What is Cyber Insurance?
It is essentially an insurance plan that mitigates thefinancial risk exposure to a business or individual by ensuring that they are covered not only against the costs related to damages and recovery after a data breach, ransomware attack, or another cybersecurity incident, also against costs of investigations, lawsuits, compliance regulatory fines, forensic costs, and even extortion payments.

Cyber insurance is finding growing popularity in India with corporates choosing to insure themselves against cyber risks. It provides peace of mind, which can be difficult to come by when dealing with the threat of computer attacks.

The price tag on cyber security has been rising steadily over the last few years as threats continue to evolve at an alarming rate. As such, businesses are looking for ways to reduce their exposure and keep their data safe from hackers, who are on the lookout for sensitive information from companies that don’t have robust security measures in place.

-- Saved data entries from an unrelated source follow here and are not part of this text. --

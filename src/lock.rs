// Copyright © 2024 Andrea Corbellini and contributors
// SPDX-License-Identifier: BSD-3-Clause

//! Synchronization policies for [`Pool`](crate::Pool).
//!
//! The policy is picked through the `L` type parameter of `Pool`:
//!
//! * [`SpinLock`] serializes every pool operation across threads, and makes the pool `Sync`;
//! * [`NoLock`] does nothing at all. A pool using it is `Send` but not `Sync`, so the compiler
//!   confines it to one thread at a time.

use spin::Mutex;
use spin::MutexGuard;

/// A mutual-exclusion capability.
///
/// # Safety
///
/// An implementation that also implements [`SyncLock`] must ensure that, between a call to
/// [`acquire`](Self::acquire) and the matching call to [`release`](Self::release), no other
/// thread can return from `acquire`.
pub unsafe trait Lock {
    /// Blocks until the lock is held by the caller.
    fn acquire(&self);

    /// Releases the lock.
    ///
    /// # Safety
    ///
    /// The lock must be currently held by the caller, through a previous call to
    /// [`acquire`](Self::acquire).
    unsafe fn release(&self);
}

/// Marker for [`Lock`] policies that provide mutual exclusion across threads.
///
/// # Safety
///
/// See the safety section of [`Lock`].
pub unsafe trait SyncLock: Lock + Sync {}

/// Spinning mutual exclusion.
#[derive(Default, Debug)]
pub struct SpinLock {
    mutex: Mutex<()>,
}

impl SpinLock {
    /// Constructs a new, unlocked `SpinLock`.
    #[inline]
    #[must_use]
    pub const fn new() -> Self {
        Self {
            mutex: Mutex::new(()),
        }
    }
}

unsafe impl Lock for SpinLock {
    #[inline]
    fn acquire(&self) {
        // The guard is leaked here and the lock is released by `release()` instead
        let _ = MutexGuard::leak(self.mutex.lock());
    }

    #[inline]
    unsafe fn release(&self) {
        unsafe { self.mutex.force_unlock() }
    }
}

unsafe impl SyncLock for SpinLock {}

/// A lock that does nothing, for pools confined to a single thread.
#[derive(Copy, Clone, PartialEq, Eq, Hash, Default, Debug)]
pub struct NoLock;

impl NoLock {
    /// Constructs a new `NoLock`.
    #[inline]
    #[must_use]
    pub const fn new() -> Self {
        Self
    }
}

unsafe impl Lock for NoLock {
    #[inline]
    fn acquire(&self) {}

    #[inline]
    unsafe fn release(&self) {}
}

/// Holds a [`Lock`] for as long as the guard is alive.
///
/// The lock is acquired by [`new`](Self::new) and released when the guard is dropped, which
/// happens on every exit path of the enclosing scope, unwinding included.
#[must_use = "the lock is released as soon as the guard is dropped"]
#[derive(Debug)]
pub struct ScopedGuard<'a, L: Lock> {
    lock: &'a L,
}

impl<'a, L: Lock> ScopedGuard<'a, L> {
    /// Acquires `lock` and returns a guard that will release it.
    #[inline]
    pub fn new(lock: &'a L) -> Self {
        lock.acquire();
        Self { lock }
    }
}

impl<L: Lock> Drop for ScopedGuard<'_, L> {
    #[inline]
    fn drop(&mut self) {
        // SAFETY: the lock was acquired in `new()` and has not been released since
        unsafe { self.lock.release() }
    }
}

#[cfg(test)]
mod tests {
    use super::ScopedGuard;
    use super::SpinLock;
    use std::panic;
    use std::panic::AssertUnwindSafe;

    #[test]
    fn guard_releases_on_drop() {
        let lock = SpinLock::new();
        {
            let _guard = ScopedGuard::new(&lock);
            assert!(lock.mutex.is_locked());
        }
        assert!(!lock.mutex.is_locked());
    }

    #[test]
    fn guard_releases_on_unwind() {
        let lock = SpinLock::new();
        let result = panic::catch_unwind(AssertUnwindSafe(|| {
            let _guard = ScopedGuard::new(&lock);
            panic!("unwinding with the lock held");
        }));
        assert!(result.is_err());
        assert!(!lock.mutex.is_locked());
    }
}
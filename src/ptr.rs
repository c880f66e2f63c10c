// Copyright © 2024 Andrea Corbellini and contributors
// SPDX-License-Identifier: BSD-3-Clause

use crate::chunk::ChunkHeaderRepr;
use crate::chunk::HEADER_SIZE;
use core::fmt;
use core::ptr::NonNull;

/// Identifies a chunk by the byte offset of its header from the start of the arena buffer.
#[repr(transparent)]
#[derive(Copy, Clone, PartialEq, Eq, PartialOrd, Ord, Hash, Debug)]
pub(crate) struct ChunkOffset(usize);

impl ChunkOffset {
    pub(crate) const START: Self = Self(0);

    #[inline]
    #[must_use]
    pub(crate) const fn new(offset: usize) -> Self {
        Self(offset)
    }

    #[inline]
    #[must_use]
    pub(crate) const fn get(self) -> usize {
        self.0
    }

    /// Offset of the first payload byte of this chunk.
    #[inline]
    #[must_use]
    pub(crate) const fn payload(self) -> usize {
        self.0 + HEADER_SIZE
    }

    /// Returns a pointer to the header of this chunk inside the buffer starting at `base`.
    ///
    /// # Safety
    ///
    /// `self.get() + HEADER_SIZE` must not exceed the length of the buffer starting at `base`.
    #[inline]
    pub(crate) unsafe fn header_ptr(self, base: NonNull<u8>) -> NonNull<ChunkHeaderRepr> {
        let ptr = unsafe { base.byte_add(self.0) }.cast::<ChunkHeaderRepr>();
        debug_assert!(ptr.is_aligned(), "chunk header is not aligned");
        ptr
    }

    /// Returns a pointer to the payload of this chunk inside the buffer starting at `base`.
    ///
    /// # Safety
    ///
    /// `self.payload()` must not exceed the length of the buffer starting at `base`.
    #[inline]
    pub(crate) unsafe fn payload_ptr(self, base: NonNull<u8>) -> PayloadPtr {
        PayloadPtr::new(unsafe { base.byte_add(self.payload()) })
    }
}

/// A caller-facing payload address.
///
/// This is the only place where a raw address gets turned back into a position inside an arena
/// buffer. No memory is read through a `PayloadPtr`: it is only compared against buffer bounds.
#[repr(transparent)]
#[derive(Copy, Clone, PartialEq, Eq, PartialOrd, Ord, Hash)]
pub(crate) struct PayloadPtr {
    ptr: NonNull<u8>,
}

impl PayloadPtr {
    #[inline]
    pub(crate) const fn new(ptr: NonNull<u8>) -> Self {
        Self { ptr }
    }

    #[inline]
    pub(crate) const fn as_nonnull(self) -> NonNull<u8> {
        self.ptr
    }

    #[inline]
    pub(crate) fn addr(self) -> usize {
        self.ptr.as_ptr() as usize
    }

    /// Returns the offset of this payload relative to the start of `block`, if the payload may
    /// belong to a chunk in `block`.
    ///
    /// A payload is always preceded by a header, so offsets smaller than `HEADER_SIZE` are
    /// rejected, as well as offsets at or past the end of the block.
    pub(crate) fn offset_in(self, block: NonNull<[u8]>) -> Option<usize> {
        let start = block.cast::<u8>().as_ptr() as usize;
        self.addr()
            .checked_sub(start)
            .filter(|&offset| offset >= HEADER_SIZE && offset < block.len())
    }
}

impl fmt::Pointer for PayloadPtr {
    #[inline]
    fn fmt(&self, f: &mut fmt::Formatter<'_>) -> fmt::Result {
        self.ptr.fmt(f)
    }
}

impl fmt::Debug for PayloadPtr {
    #[inline]
    fn fmt(&self, f: &mut fmt::Formatter<'_>) -> fmt::Result {
        write!(f, "PayloadPtr({:p})", self)
    }
}
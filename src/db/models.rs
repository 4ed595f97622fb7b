//! Database Models
//!
//! Row models for the student, foods and orders tables. Wire names are the
//! store's uppercase column names; queries alias columns to the snake_case
//! field names for FromRow.

use chrono::NaiveDate;
use serde::Serialize;
use sqlx::FromRow;

/// 학생 레코드
///
/// 복합 식별자 (CLASS, SECTION, ROLLID)가 논리적 키.
/// 유일성은 스토어 책임이며 서비스는 검사하지 않음
#[derive(Debug, Clone, PartialEq, Serialize, FromRow)]
#[serde(rename_all = "UPPERCASE")]
pub struct Student {
    /// 이름 (최대 30자)
    pub name: String,

    /// 호칭 (최대 25자)
    pub title: String,

    /// 학급 (최대 5자, 식별자)
    pub class: String,

    /// 분반 (한 글자, 식별자)
    pub section: String,

    /// 출석 번호 (세 자리 이하, 식별자)
    pub rollid: i32,
}

/// 복합 식별자 (CLASS, SECTION, ROLLID)
#[derive(Debug, Clone, PartialEq)]
pub struct StudentKey {
    pub class: String,
    pub section: String,
    pub rollid: i32,
}

/// PATCH에서 갱신할 필드 집합
///
/// 존재하는 필드만 담는다. 둘 다 비어 있으면 갱신문 자체가 성립하지 않으므로
/// 핸들러가 사전에 거부한다.
#[derive(Debug, Clone, Default, PartialEq)]
pub struct StudentPatch {
    pub name: Option<String>,
    pub title: Option<String>,
}

impl StudentPatch {
    pub fn is_empty(&self) -> bool {
        self.name.is_none() && self.title.is_none()
    }
}

/// 식품 레코드 (읽기 전용)
#[derive(Debug, Clone, PartialEq, Serialize, FromRow)]
#[serde(rename_all = "UPPERCASE")]
pub struct FoodItem {
    pub item_id: Option<String>,
    pub item_name: Option<String>,
    pub item_unit: Option<String>,
    pub company_id: Option<String>,
}

/// 주문 레코드 (읽기 전용)
#[derive(Debug, Clone, PartialEq, Serialize, FromRow)]
#[serde(rename_all = "UPPERCASE")]
pub struct Order {
    pub ord_num: i32,
    pub ord_amount: Option<f64>,
    pub advance_amount: Option<f64>,
    pub ord_date: Option<NaiveDate>,
    pub cust_code: Option<String>,
    pub agent_code: Option<String>,
    pub ord_description: Option<String>,
}

#[cfg(test)]
mod tests {
    use super::*;

    #[test]
    fn student_serializes_with_uppercase_keys() {
        let student = Student {
            name: "Asha".to_string(),
            title: "Mr".to_string(),
            class: "10A".to_string(),
            section: "B".to_string(),
            rollid: 12,
        };
        let json = serde_json::to_value(&student).unwrap();
        assert_eq!(
            json,
            serde_json::json!({
                "NAME": "Asha",
                "TITLE": "Mr",
                "CLASS": "10A",
                "SECTION": "B",
                "ROLLID": 12,
            })
        );
    }

    #[test]
    fn empty_patch_is_detected() {
        assert!(StudentPatch::default().is_empty());
        let patch = StudentPatch {
            name: Some("Asha".to_string()),
            title: None,
        };
        assert!(!patch.is_empty());
    }
}
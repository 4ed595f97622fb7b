//! Database Module
//!
//! # Interview Q&A
//!
//! Q: 왜 MariaDB/MySQL인가?
//! A: 기존 운영 스토어가 MariaDB
//!
//!    1. student/foods/orders 테이블이 이미 존재
//!    2. 단순 CRUD 워크로드에 충분
//!    3. 생태계: SQLx의 mysql 백엔드 지원
//!
//! Q: SQLx를 선택한 이유는?
//! A: 비동기 드라이버 + 내장 커넥션 풀
//!
//!    - 파라미터는 항상 위치 바인딩 (`?`), 문자열 조립 금지
//!    - 마이그레이션: 내장 지원
//!    - 풀에서 꺼낸 커넥션은 성공/실패 어느 경로로 끝나도
//!      drop 시점에 반드시 풀로 반환됨
//!
//! Q: 커넥션 풀은 어떻게 관리하는가?
//! A: SQLx의 MySqlPool 사용
//!    - 최대 커넥션 수 설정 (기본 10)
//!    - acquire_timeout: 빈 슬롯 대기 한도 (기본 30초)
//!    - 커넥션 수립 한도는 별도 knob (connect를 timeout으로 감쌈)

mod models;
mod store;

pub use models::*;
pub use store::StudentStore;

#[cfg(test)]
pub use store::mock;

use anyhow::{Context, Result};
use async_trait::async_trait;
use sqlx::{mysql::MySqlPoolOptions, MySqlPool};

use crate::config::Config;

/// 데이터베이스 연결 및 쿼리 담당
pub struct Database {
    pool: MySqlPool,
}

impl Database {
    /// 데이터베이스 연결
    ///
    /// # Connection Pool Settings
    ///
    /// - max_connections: `DB_POOL_SIZE` (기본 10)
    /// - min_connections: 1 (idle 시 최소 유지)
    /// - acquire_timeout: `DB_ACQUIRE_TIMEOUT_MS` (빈 슬롯 대기)
    /// - 커넥션 수립 자체는 `DB_CONNECT_TIMEOUT_MS`로 제한
    pub async fn connect(config: &Config) -> Result<Self> {
        let options = MySqlPoolOptions::new()
            .max_connections(config.db_pool_size)
            .min_connections(1)
            .acquire_timeout(config.acquire_timeout());

        let pool = tokio::time::timeout(
            config.connect_timeout(),
            options.connect(&config.database_url),
        )
        .await
        .context("timed out establishing database connection")??;

        Ok(Self { pool })
    }

    /// 마이그레이션 실행
    pub async fn run_migrations(&self) -> Result<()> {
        sqlx::migrate!("./migrations").run(&self.pool).await?;
        Ok(())
    }
}

#[async_trait]
impl StudentStore for Database {
    async fn list_students(&self) -> Result<Vec<Student>> {
        let students = sqlx::query_as::<_, Student>(
            r#"
            SELECT
                NAME AS name,
                TITLE AS title,
                CLASS AS class,
                SECTION AS section,
                ROLLID AS rollid
            FROM student
            "#,
        )
        .fetch_all(&self.pool)
        .await?;

        Ok(students)
    }

    async fn insert_student(&self, student: &Student) -> Result<()> {
        sqlx::query(
            r#"
            INSERT INTO student (NAME, TITLE, CLASS, SECTION, ROLLID)
            VALUES (?, ?, ?, ?, ?)
            "#,
        )
        .bind(&student.name)
        .bind(&student.title)
        .bind(&student.class)
        .bind(&student.section)
        .bind(student.rollid)
        .execute(&self.pool)
        .await?;

        Ok(())
    }

    async fn update_student(&self, key: &StudentKey, name: &str, title: &str) -> Result<u64> {
        let result = sqlx::query(
            r#"
            UPDATE student
            SET NAME = ?, TITLE = ?
            WHERE CLASS = ? AND SECTION = ? AND ROLLID = ?
            "#,
        )
        .bind(name)
        .bind(title)
        .bind(&key.class)
        .bind(&key.section)
        .bind(key.rollid)
        .execute(&self.pool)
        .await?;

        Ok(result.rows_affected())
    }

    async fn patch_student(&self, key: &StudentKey, patch: &StudentPatch) -> Result<u64> {
        // 존재하는 필드 조합마다 고정된 statement 사용. SET 절 문자열 조립 금지
        let query = match (&patch.name, &patch.title) {
            (Some(name), Some(title)) => sqlx::query(
                r#"
                UPDATE student
                SET NAME = ?, TITLE = ?
                WHERE CLASS = ? AND SECTION = ? AND ROLLID = ?
                "#,
            )
            .bind(name)
            .bind(title),
            (Some(name), None) => sqlx::query(
                r#"
                UPDATE student
                SET NAME = ?
                WHERE CLASS = ? AND SECTION = ? AND ROLLID = ?
                "#,
            )
            .bind(name),
            (None, Some(title)) => sqlx::query(
                r#"
                UPDATE student
                SET TITLE = ?
                WHERE CLASS = ? AND SECTION = ? AND ROLLID = ?
                "#,
            )
            .bind(title),
            (None, None) => anyhow::bail!("empty field set for student update"),
        };

        let result = query
            .bind(&key.class)
            .bind(&key.section)
            .bind(key.rollid)
            .execute(&self.pool)
            .await?;

        Ok(result.rows_affected())
    }

    async fn delete_student(&self, key: &StudentKey) -> Result<u64> {
        let result = sqlx::query(
            r#"
            DELETE FROM student
            WHERE CLASS = ? AND SECTION = ? AND ROLLID = ?
            "#,
        )
        .bind(&key.class)
        .bind(&key.section)
        .bind(key.rollid)
        .execute(&self.pool)
        .await?;

        Ok(result.rows_affected())
    }

    async fn list_foods(&self) -> Result<Vec<FoodItem>> {
        let foods = sqlx::query_as::<_, FoodItem>(
            r#"
            SELECT
                ITEM_ID AS item_id,
                ITEM_NAME AS item_name,
                ITEM_UNIT AS item_unit,
                COMPANY_ID AS company_id
            FROM foods
            "#,
        )
        .fetch_all(&self.pool)
        .await?;

        Ok(foods)
    }

    async fn list_orders(&self) -> Result<Vec<Order>> {
        let orders = sqlx::query_as::<_, Order>(
            r#"
            SELECT
                ORD_NUM AS ord_num,
                ORD_AMOUNT AS ord_amount,
                ADVANCE_AMOUNT AS advance_amount,
                ORD_DATE AS ord_date,
                CUST_CODE AS cust_code,
                AGENT_CODE AS agent_code,
                ORD_DESCRIPTION AS ord_description
            FROM orders
            "#,
        )
        .fetch_all(&self.pool)
        .await?;

        Ok(orders)
    }

    async fn ping(&self) -> Result<()> {
        sqlx::query("SELECT 1").execute(&self.pool).await?;
        Ok(())
    }
}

Why Cyber Insurance is Critical?

The need to have a cybersecurity policy is critical as those who do not deploy one may face monetary losses and other legal repercussions. As cyber crimes continue to grow in frequency, it's important that organisations have a clear definition of what constitutes a breach. In addition, regular updates are required for the policy itself to protect against new threats that emerge over time.

This is where the need for cyber insurance comes into play: if you don't have an updated policy in place and you're a victim of a cybercrime, then your company could be liable for damages or fines from regulators or law enforcement agencies investigating those breaches. For example, if one of the employees takes confidential information home with them on their laptop, this could lead to an investigation by authorities who may fine both parties involved—and even prosecute them criminally.
The best way around this problem is having proper cybersecurity practices along with a cyber insurance policy in place so not only such breaches can be prevented before they happen, but there is also a mechanism in place to mitigate damage after they occur.

What is covered?
There are two main types of cyber insurance coverage — third-party liability cover and first-party cover. The first-party cover protects a company when it incurs expenses from a data breach or when its data is hacked. On the other hand, third-party cover provides protection when a customer, vendor, partner, or any other third party sues the company for allowing a data breach to occur. A comprehensive cyber insurance plan should offer both these coverages to help mitigate the costs of data breaches.

With data breaches becoming more frequent, insurance companies are taking this into account when calculating premiums. If a company’s data has been breached, it will be costly to repair the damage caused by it. So the security protocols implemented to protect data often play a role in how much the insurance would cost.

In a nutshell
Over the last few years, insurance companies have launched Cyber insurance as a  product to cater to the growing needs of cyberattacks in digital space. These products offer coverage for damages caused by cyber-related incidents and acts as a safeguard against data breaches. This kind of insurance is becoming mandatory for certain industries and for those who want to stay safe from potential financial losses as well as legal repercussions following such attacks.